Recent work has revealed that Schizosaccharomyces pombe operates a strikingly similar system that responds to peroxide stress rather than hypertonic stress (Fig. 3). Here, the response regulator protein, Mcs4p, an Ssk1p homologue (Cottarel, 1997; Shieh et al., 1997; Shiozaki et al., 1997), controls the activity of the Wak1p-Wis1p-Sty1p stress-activated MAP kinase cascade. A phosphorelay pathway is initiated by two S. pombe histidine kinases, Mak2p and Mak3p, (for Mcs4p-activating kinases; J. Millar, personal communication). Genetic evidence suggests that Mak2p and Mak3p operate as a heterodimer.
They each contain a single PAS and PAC motif, and a GAF domain, which are potentially involved in sensing oxidative stress. Mak2p and Mak3p signal through S. pombe Ypd1p (also called Mpr1p) to control phosphorylation of Mcs4p on its receiver domain (J. Millar, personal communication; Nguyen et al., 2000). Mcs4+ is required for the activation of the MAP kinase Sty1p in response to many other stresses, such as hyperosmolarity, UV light, presence of the protein synthesis inhibitor anisomycin, and temperature shock, but these responses do not involve Mcs4p-receiver-domain phosphorylation (Shieh et al., 1997; Shiozaki et al., 1997).
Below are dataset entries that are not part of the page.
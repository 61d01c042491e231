//! Read-only controller status shared with the API server

use crate::models::{AggregateReading, DeploymentRecord, UsageSample};
use chrono::{DateTime, Utc};
use serde::{Deserialize, Serialize};
use std::sync::Arc;
use tokio::sync::RwLock;

/// Where the controller is in its lifecycle
#[derive(Debug, Clone, PartialEq, Serialize, Deserialize)]
#[serde(tag = "phase", rename_all = "snake_case")]
pub enum ControllerPhase {
    Starting,
    Monitoring,
    Scaling,
    Cooldown,
    Halted { reason: String },
    Stopped,
}

impl std::fmt::Display for ControllerPhase {
    fn fmt(&self, f: &mut std::fmt::Formatter<'_>) -> std::fmt::Result {
        match self {
            ControllerPhase::Starting => write!(f, "starting"),
            ControllerPhase::Monitoring => write!(f, "monitoring"),
            ControllerPhase::Scaling => write!(f, "scaling"),
            ControllerPhase::Cooldown => write!(f, "cooldown"),
            ControllerPhase::Halted { .. } => write!(f, "halted"),
            ControllerPhase::Stopped => write!(f, "stopped"),
        }
    }
}

/// Point-in-time view of the controller
#[derive(Debug, Clone, Serialize, Deserialize)]
pub struct StatusSnapshot {
    #[serde(flatten)]
    pub phase: ControllerPhase,
    pub resource_group: String,
    pub threshold_percent: f64,
    pub trigger_count: u32,
    pub streak: u32,
    pub last_reading: Option<AggregateReading>,
    #[serde(default)]
    pub last_samples: Vec<UsageSample>,
    pub active_deployment: Option<DeploymentRecord>,
    pub last_deployment: Option<DeploymentRecord>,
    pub scale_ups: u64,
    pub updated_at: DateTime<Utc>,
}

/// Shared handle to the controller's status
#[derive(Debug, Clone)]
pub struct ControllerStatus {
    inner: Arc<RwLock<StatusSnapshot>>,
}

impl ControllerStatus {
    pub fn new(resource_group: impl Into<String>, threshold_percent: f64, trigger_count: u32) -> Self {
        Self {
            inner: Arc::new(RwLock::new(StatusSnapshot {
                phase: ControllerPhase::Starting,
                resource_group: resource_group.into(),
                threshold_percent,
                trigger_count,
                streak: 0,
                last_reading: None,
                last_samples: Vec::new(),
                active_deployment: None,
                last_deployment: None,
                scale_ups: 0,
                updated_at: Utc::now(),
            })),
        }
    }

    pub async fn snapshot(&self) -> StatusSnapshot {
        self.inner.read().await.clone()
    }

    pub async fn phase(&self) -> ControllerPhase {
        self.inner.read().await.phase.clone()
    }

    pub async fn set_phase(&self, phase: ControllerPhase) {
        let mut status = self.inner.write().await;
        status.phase = phase;
        status.updated_at = Utc::now();
    }

    pub async fn record_reading(
        &self,
        reading: &AggregateReading,
        samples: Vec<UsageSample>,
        streak: u32,
    ) {
        let mut status = self.inner.write().await;
        status.last_reading = Some(reading.clone());
        status.last_samples = samples;
        status.streak = streak;
        status.updated_at = Utc::now();
    }

    pub async fn record_scale_up(&self) {
        let mut status = self.inner.write().await;
        status.scale_ups += 1;
        status.streak = 0;
        status.updated_at = Utc::now();
    }

    /// Publish the state of the in-flight deployment
    pub async fn track_deployment(&self, record: &DeploymentRecord) {
        let mut status = self.inner.write().await;
        status.active_deployment = Some(record.clone());
        status.updated_at = Utc::now();
    }

    /// Move the in-flight deployment to `last_deployment`
    pub async fn finish_deployment(&self, record: &DeploymentRecord) {
        let mut status = self.inner.write().await;
        status.active_deployment = None;
        status.last_deployment = Some(record.clone());
        status.updated_at = Utc::now();
    }
}

#[cfg(test)]
mod tests {
    use super::*;

    #[test]
    fn test_phase_serialization() {
        let halted = ControllerPhase::Halted {
            reason: "deployment Deployment-1 failed".to_string(),
        };
        let value = serde_json::to_value(&halted).unwrap();
        assert_eq!(value["phase"], "halted");
        assert_eq!(value["reason"], "deployment Deployment-1 failed");
        assert_eq!(halted.to_string(), "halted");
    }

    #[tokio::test]
    async fn test_snapshot_round_trips_through_json() {
        let status = ControllerStatus::new("rg-prod", 80.0, 3);
        status.set_phase(ControllerPhase::Monitoring).await;

        let json = serde_json::to_string(&status.snapshot().await).unwrap();
        assert!(json.contains(r#""phase":"monitoring""#));

        let parsed: StatusSnapshot = serde_json::from_str(&json).unwrap();
        assert_eq!(parsed.phase, ControllerPhase::Monitoring);
        assert_eq!(parsed.resource_group, "rg-prod");
    }

    #[tokio::test]
    async fn test_scale_up_resets_streak() {
        let status = ControllerStatus::new("rg-prod", 80.0, 3);
        let reading = AggregateReading {
            fleet_id: "rg-prod".to_string(),
            average_percent: 91.0,
            sample_count: 2,
            observed_at: Utc::now(),
        };
        status.record_reading(&reading, vec![], 2).await;
        status.record_scale_up().await;

        let snapshot = status.snapshot().await;
        assert_eq!(snapshot.streak, 0);
        assert_eq!(snapshot.scale_ups, 1);
        assert_eq!(snapshot.last_reading.unwrap().average_percent, 91.0);
    }
}
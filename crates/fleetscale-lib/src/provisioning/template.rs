//! Deployment template cache
//!
//! The template is derived once from a seed deployment, persisted as
//! pretty JSON, and read back from disk for every scale-up.

use super::ProvisioningApi;
use crate::config::TemplateSettings;
use crate::error::{with_timeout, ScaleError, ScaleResult};
use serde_json::{json, Map, Value};
use std::path::{Path, PathBuf};
use std::sync::Arc;
use std::time::Duration;
use tokio::fs;
use tracing::info;

const SEED_SUCCEEDED: &str = "Succeeded";

/// A cached deployment document
///
/// Shape: `{"properties": {"mode", "parameters": {..}, "template": {..}}}`.
#[derive(Debug, Clone, PartialEq)]
pub struct DeploymentTemplate {
    document: Value,
}

impl DeploymentTemplate {
    /// Wrap a document after checking its shape
    pub fn from_value(document: Value) -> ScaleResult<Self> {
        let properties = document
            .get("properties")
            .and_then(Value::as_object)
            .ok_or_else(|| ScaleError::Template("missing properties object".to_string()))?;

        if !properties.get("template").map_or(false, Value::is_object) {
            return Err(ScaleError::Template(
                "missing properties.template object".to_string(),
            ));
        }
        if !properties.get("parameters").map_or(false, Value::is_object) {
            return Err(ScaleError::Template(
                "missing properties.parameters object".to_string(),
            ));
        }

        Ok(Self { document })
    }

    pub fn parse(content: &str) -> ScaleResult<Self> {
        let document: Value = serde_json::from_str(content)
            .map_err(|e| ScaleError::Template(format!("template is not valid JSON: {}", e)))?;
        Self::from_value(document)
    }

    /// Assemble a template from seed parameters and a template body
    pub fn assemble(parameters: Map<String, Value>, template: Value) -> ScaleResult<Self> {
        Self::from_value(json!({
            "properties": {
                "mode": "Incremental",
                "parameters": parameters,
                "template": template,
            }
        }))
    }

    pub fn document(&self) -> &Value {
        &self.document
    }

    /// Parameter object by name, e.g. `slaveCount`
    pub fn parameter(&self, name: &str) -> Option<&Map<String, Value>> {
        self.document
            .pointer(&format!("/properties/parameters/{}", name))
            .and_then(Value::as_object)
    }

    /// Set `properties.parameters.<name>.value`
    pub fn set_parameter_value(&mut self, name: &str, value: Value) -> ScaleResult<()> {
        let parameter = self
            .document
            .pointer_mut(&format!("/properties/parameters/{}", name))
            .and_then(Value::as_object_mut)
            .ok_or_else(|| {
                ScaleError::Template(format!("missing properties.parameters.{} object", name))
            })?;
        parameter.insert("value".to_string(), value);
        Ok(())
    }

    pub fn to_pretty_json(&self) -> ScaleResult<String> {
        serde_json::to_string_pretty(&self.document)
            .map_err(|e| ScaleError::Template(format!("failed to serialize template: {}", e)))
    }
}

/// Rewrite every `copyIndex()` (any case) to `copyIndex<placeholder>`
pub fn inject_index_placeholder(raw: &str, placeholder: &str) -> String {
    const NEEDLE: &str = "copyindex()";
    let lowered = raw.to_ascii_lowercase();
    let mut out = String::with_capacity(raw.len());
    let mut last = 0;

    for (start, _) in lowered.match_indices(NEEDLE) {
        out.push_str(&raw[last..start]);
        // Keep the author's casing of the function name
        out.push_str(&raw[start..start + NEEDLE.len() - 2]);
        out.push_str(placeholder);
        last = start + NEEDLE.len();
    }
    out.push_str(&raw[last..]);
    out
}

/// Fetch-if-absent cache of the deployment template
pub struct TemplateCache {
    api: Arc<dyn ProvisioningApi>,
    settings: TemplateSettings,
    resource_group: String,
    target_node_count: u32,
    call_timeout: Duration,
}

impl TemplateCache {
    pub fn new(
        api: Arc<dyn ProvisioningApi>,
        settings: TemplateSettings,
        resource_group: impl Into<String>,
        target_node_count: u32,
        call_timeout: Duration,
    ) -> Self {
        Self {
            api,
            settings,
            resource_group: resource_group.into(),
            target_node_count,
            call_timeout,
        }
    }

    pub fn path(&self) -> PathBuf {
        self.settings.cache_path()
    }

    /// Load the cached template, building it from the seed deployment first
    /// when no cache file exists
    pub async fn ensure(&self) -> ScaleResult<DeploymentTemplate> {
        let path = self.path();
        let exists = fs::try_exists(&path).await.map_err(|e| {
            ScaleError::Template(format!("cannot access {}: {}", path.display(), e))
        })?;

        if exists {
            return self.load().await;
        }

        let template = self.build_from_seed().await?;
        self.store(&template).await?;
        info!(
            path = %path.display(),
            seed = %self.settings.seed_deployment,
            "Cached deployment template"
        );
        Ok(template)
    }

    /// Read the template from local storage
    pub async fn load(&self) -> ScaleResult<DeploymentTemplate> {
        let path = self.path();
        let content = fs::read_to_string(&path).await.map_err(|e| {
            ScaleError::Template(format!("cannot read {}: {}", path.display(), e))
        })?;

        let template = DeploymentTemplate::parse(&content)?;
        if template.parameter(&self.settings.capacity_parameter).is_none() {
            return Err(ScaleError::Template(format!(
                "missing properties.parameters.{} object",
                self.settings.capacity_parameter
            )));
        }
        Ok(template)
    }

    /// Write the template as pretty JSON, creating the directory
    pub async fn store(&self, template: &DeploymentTemplate) -> ScaleResult<()> {
        let path = self.path();
        if let Some(dir) = path.parent() {
            create_dir(dir).await?;
        }
        fs::write(&path, template.to_pretty_json()?)
            .await
            .map_err(|e| ScaleError::Template(format!("cannot write {}: {}", path.display(), e)))
    }

    async fn build_from_seed(&self) -> ScaleResult<DeploymentTemplate> {
        let seed_name = &self.settings.seed_deployment;
        let seed = with_timeout(
            "get_existing_deployment",
            self.call_timeout,
            self.api.get_existing_deployment(&self.resource_group, seed_name),
        )
        .await?;

        if seed.provisioning_state != SEED_SUCCEEDED {
            return Err(ScaleError::Template(format!(
                "seed deployment {} is in state '{}', expected {}",
                seed_name, seed.provisioning_state, SEED_SUCCEEDED
            )));
        }
        let uri = seed.template_uri.ok_or_else(|| {
            ScaleError::Template(format!("seed deployment {} has no template link", seed_name))
        })?;

        let mut parameters = seed.parameters;
        for parameter in parameters.values_mut() {
            if let Some(object) = parameter.as_object_mut() {
                object.remove("type");
            }
        }

        let raw = with_timeout(
            "download_template",
            self.call_timeout,
            self.api.download_template(&uri),
        )
        .await?;
        let body: Value = serde_json::from_str(&inject_index_placeholder(
            &raw,
            &self.settings.placeholder,
        ))
        .map_err(|e| ScaleError::Template(format!("linked template {} is not JSON: {}", uri, e)))?;

        let mut template = DeploymentTemplate::assemble(parameters, body)?;
        template.set_parameter_value(
            &self.settings.capacity_parameter,
            Value::from(self.target_node_count),
        )?;
        Ok(template)
    }
}

async fn create_dir(dir: &Path) -> ScaleResult<()> {
    if dir.as_os_str().is_empty() {
        return Ok(());
    }
    fs::create_dir_all(dir)
        .await
        .map_err(|e| ScaleError::Template(format!("cannot create {}: {}", dir.display(), e)))
}
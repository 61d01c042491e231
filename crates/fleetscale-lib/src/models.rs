//! Core data models for reporters and the controller

use crate::error::{ScaleError, ScaleResult};
use chrono::{DateTime, Utc};
use serde::{Deserialize, Serialize};

/// Latest CPU utilization of one node, as stored in the metric store
#[derive(Debug, Clone, PartialEq, Serialize, Deserialize)]
pub struct UsageSample {
    pub node_id: String,
    pub fleet_id: String,
    pub cpu_percent: f64,
    pub observed_at: DateTime<Utc>,
}

impl UsageSample {
    /// Build a sample, rejecting utilization outside `0..=100`
    pub fn new(
        node_id: impl Into<String>,
        fleet_id: impl Into<String>,
        cpu_percent: f64,
        observed_at: DateTime<Utc>,
    ) -> ScaleResult<Self> {
        validate_percent(cpu_percent)?;
        Ok(Self {
            node_id: node_id.into(),
            fleet_id: fleet_id.into(),
            cpu_percent,
            observed_at,
        })
    }
}

/// Check that a utilization value is a finite percentage
pub fn validate_percent(cpu_percent: f64) -> ScaleResult<()> {
    if cpu_percent.is_finite() && (0.0..=100.0).contains(&cpu_percent) {
        Ok(())
    } else {
        Err(ScaleError::SamplingFault(format!(
            "cpu utilization {} is outside 0..=100",
            cpu_percent
        )))
    }
}

/// Fleet-wide average computed from all current samples
#[derive(Debug, Clone, PartialEq, Serialize, Deserialize)]
pub struct AggregateReading {
    pub fleet_id: String,
    pub average_percent: f64,
    pub sample_count: usize,
    pub observed_at: DateTime<Utc>,
}

/// Output of the hysteresis engine for one reading
#[derive(Debug, Clone, Copy, PartialEq, Eq, Serialize, Deserialize)]
#[serde(rename_all = "snake_case")]
pub enum Decision {
    Hold,
    ScaleUp,
}

/// Lifecycle of a scale-up deployment
#[derive(Debug, Clone, Copy, PartialEq, Eq, Serialize, Deserialize)]
#[serde(rename_all = "lowercase")]
pub enum DeploymentState {
    Submitted,
    Running,
    Succeeded,
    Failed,
}

impl DeploymentState {
    pub fn is_terminal(&self) -> bool {
        matches!(self, DeploymentState::Succeeded | DeploymentState::Failed)
    }
}

impl std::fmt::Display for DeploymentState {
    fn fmt(&self, f: &mut std::fmt::Formatter<'_>) -> std::fmt::Result {
        match self {
            DeploymentState::Submitted => write!(f, "submitted"),
            DeploymentState::Running => write!(f, "running"),
            DeploymentState::Succeeded => write!(f, "succeeded"),
            DeploymentState::Failed => write!(f, "failed"),
        }
    }
}

/// One scale-up attempt, from submission to a terminal state
#[derive(Debug, Clone, Serialize, Deserialize)]
pub struct DeploymentRecord {
    pub deployment_name: String,
    pub resource_group: String,
    pub submitted_at: DateTime<Utc>,
    pub state: DeploymentState,
    /// Number of status polls performed since submission
    pub polls: u32,
    /// Raw provisioning state from the last poll
    #[serde(skip_serializing_if = "Option::is_none")]
    pub last_provisioning_state: Option<String>,
    pub template_digest: String,
}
In S. cerevisiae there is only one further response regulator, Skn7p, whose regulation shows similarities to that of Mcs4p in S. pombe. Skn7p is a heat-shock-like DNA-binding transcription factor that functions in several processes, including cell wall maintenance, cell cycle progression, osmotic adaptation, and the response to oxidative stress (Bouquin et al., 1999; Brown et al., 1994; Li et al., 1998; Morgan et al., 1997). Many of these functions require phosphorylation of Asp427 in the receiver domain, and it has been shown that Skn7p receives this phosphate from Sln1p, via Ypd1p (Li et al., 1998). The oxidative stress response, however, does not require SLN1 or YPD1, and does not involve phosphorylation of D427 (Li et al., 1998; Morgan et al., 1997). The mechanism of activation of Skn7p by oxidative stress is not known, but could involve phosphorylation of Skn7p on serine/threonine and tyrosine residues: it is known that Skn7p isolated from cells is a phosphoprotein even in the absence of D427 phosphorylation (Brown et al., 1994).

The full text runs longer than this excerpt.